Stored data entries

· · · ·

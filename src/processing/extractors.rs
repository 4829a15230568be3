use chrono::{Datelike, NaiveDate};

use crate::models::{
    CountryCodes, FieldDescriptor, FieldType, FieldValue, MrzField, MrzFormat, Rejection, Sex,
    FILLER,
};
use crate::processing::field_correction::{letter_to_digit, FieldCorrection};
use crate::validation::checksum;

/// Slices MRZ lines into fields, corrects them and parses their values.
pub struct FieldFormatter<'a> {
    correction: Option<FieldCorrection<'a>>,
    /// Two-digit year used to place birthdates in the right century.
    current_year: u32,
}

impl<'a> FieldFormatter<'a> {
    pub fn new(countries: &'a CountryCodes, ocr_correction: bool, today: NaiveDate) -> Self {
        FieldFormatter {
            correction: ocr_correction.then(|| FieldCorrection::new(countries)),
            current_year: today.year().rem_euclid(100) as u32,
        }
    }

    /// Extract every field of `format`, in layout order.
    pub fn extract<S: AsRef<str>>(
        &self,
        lines: &[S],
        format: MrzFormat,
    ) -> Result<Vec<MrzField>, Rejection> {
        format
            .fields()
            .iter()
            .map(|descriptor| self.field(lines, descriptor))
            .collect()
    }

    pub fn field<S: AsRef<str>>(
        &self,
        lines: &[S],
        descriptor: &FieldDescriptor,
    ) -> Result<MrzField, Rejection> {
        let out_of_range = || Rejection::FieldOutOfRange(format!("{:?}", descriptor.field_type));
        let line = lines.get(descriptor.line).ok_or_else(out_of_range)?.as_ref();
        let value_end = descriptor.start + descriptor.length;

        let raw_value = line.get(descriptor.start..value_end).ok_or_else(out_of_range)?;
        let check_digit = if descriptor.check_digit {
            let c = line
                .get(value_end..value_end + 1)
                .and_then(|s| s.chars().next())
                .ok_or_else(out_of_range)?;
            // Check digits are numeric, so any letter there is a misread.
            Some(letter_to_digit(c))
        } else {
            None
        };

        let corrected = match &self.correction {
            Some(correction) => correction.correct(raw_value, descriptor.field_type),
            None => Some(raw_value.to_string()),
        };

        let field = match corrected {
            Some(corrected_value) => MrzField {
                field_type: descriptor.field_type,
                raw_value: raw_value.to_string(),
                is_valid: check_digit.map(|cd| checksum::is_value_valid(&corrected_value, cd)),
                value: self.format(&corrected_value, descriptor.field_type),
                corrected_value,
                check_digit,
            },
            // Unresolved nationality: keep the field but without a value.
            None => MrzField {
                field_type: descriptor.field_type,
                raw_value: raw_value.to_string(),
                corrected_value: raw_value.to_string(),
                check_digit,
                is_valid: check_digit.map(|cd| checksum::is_value_valid(raw_value, cd)),
                value: None,
            },
        };
        Ok(field)
    }

    fn format(&self, value: &str, field_type: FieldType) -> Option<FieldValue> {
        match field_type {
            FieldType::Names => Some(Self::names(value)),
            FieldType::Birthdate => self.birthdate(value).map(FieldValue::Date),
            FieldType::ExpiryDate => Self::expiry_date(value).map(FieldValue::Date),
            FieldType::Sex => Self::sex(value).map(FieldValue::Sex),
            FieldType::DocumentType
            | FieldType::CountryCode
            | FieldType::DocumentNumber
            | FieldType::Nationality
            | FieldType::PersonalNumber
            | FieldType::OptionalData
            | FieldType::Hash => Some(FieldValue::Text(Self::text(value))),
        }
    }

    // Surname and given names are separated by a double filler.
    fn names(value: &str) -> FieldValue {
        let identifiers: Vec<String> = value
            .trim_matches(FILLER)
            .split("<<")
            .map(|part| part.replace(FILLER, " "))
            .collect();
        FieldValue::Names {
            surname: identifiers.first().cloned().unwrap_or_default(),
            given_names: identifiers.get(1).cloned().unwrap_or_default(),
        }
    }

    fn sex(value: &str) -> Option<Sex> {
        match value {
            "M" => Some(Sex::Male),
            "F" => Some(Sex::Female),
            "<" => Some(Sex::Unspecified),
            _ => None,
        }
    }

    // A birthdate can't lie in the future.
    fn birthdate(&self, value: &str) -> Option<NaiveDate> {
        let (year, month, day) = Self::date_parts(value)?;
        let century = if year > self.current_year { 1900 } else { 2000 };
        NaiveDate::from_ymd_opt((century + year) as i32, month, day)
    }

    fn expiry_date(value: &str) -> Option<NaiveDate> {
        let (year, month, day) = Self::date_parts(value)?;
        let century = if year >= 30 { 1900 } else { 2000 };
        NaiveDate::from_ymd_opt((century + year) as i32, month, day)
    }

    /// Split a `YYMMDD` string made of digits only.
    fn date_parts(value: &str) -> Option<(u32, u32, u32)> {
        if value.len() != 6 || !value.chars().all(|c| c.is_ascii_digit()) {
            return None;
        }
        let year = value[0..2].parse().ok()?;
        let month = value[2..4].parse().ok()?;
        let day = value[4..6].parse().ok()?;
        Some((year, month, day))
    }

    fn text(value: &str) -> String {
        value.trim_matches(FILLER).replace(FILLER, " ")
    }
}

· · · ·

*WHAT YOU NEED TO DO:* This exercise requires the lines of the entries containing the string "processing".

*SOLUTION FOR THIS TASK:*
filename src/processing/extractors.rs
use crate::processing::field_correction::{letter_to_digit, FieldCorrection};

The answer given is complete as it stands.